■ **INPUT FOR THIS TASK**
//! Configuration for [`crate::lruk::LruK`].

use crate::collections::Vec;

/// LRU-K configuration: `K` recency queues, each with its own byte cap.
#[derive(Debug, Clone, PartialEq)]
pub struct LruKConfig {
    /// Per-queue byte caps, index 0 is the entry queue, index `K-1` the
    /// most protected. `queue_sizes.len()` defines `K`.
    pub queue_sizes: Vec<u64>,
}

impl LruKConfig {
    /// Builds a `K`-queue config where every queue shares the same byte
    /// cap.
    pub fn uniform(k: usize, queue_size: u64) -> Self {
        Self {
            queue_sizes: core::iter::repeat(queue_size).take(k).collect(),
        }
    }

    /// Number of queues, `K`.
    pub fn k(&self) -> usize {
        self.queue_sizes.len()
    }
}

■ **ASSIGNMENT**
Repeat all the data, every line exactly.

■ **ANSWER SECTION**
//! Configuration for [`crate::lruk::LruK`].

use crate::collections::Vec;

/// LRU-K configuration: `K` recency queues, each with its own byte cap.
#[derive(Debug, Clone, PartialEq)]
pub struct LruKConfig {
    /// Per-queue byte caps, index 0 is the entry queue, index `K-1` the
    /// most protected. `queue_sizes.len()` defines `K`.
    pub queue_sizes: Vec<u64>,
}

impl LruKConfig {
    /// Builds a `K`-queue config where every queue shares the same byte
    /// cap.
    pub fn uniform(k: usize, queue_size: u64) -> Self {
        Self {
            queue_sizes: core::iter::repeat(queue_size).take(k).collect(),
        }
    }

    /// Number of queues, `K`.
    pub fn k(&self) -> usize {
        self.queue_sizes.len()
    }
}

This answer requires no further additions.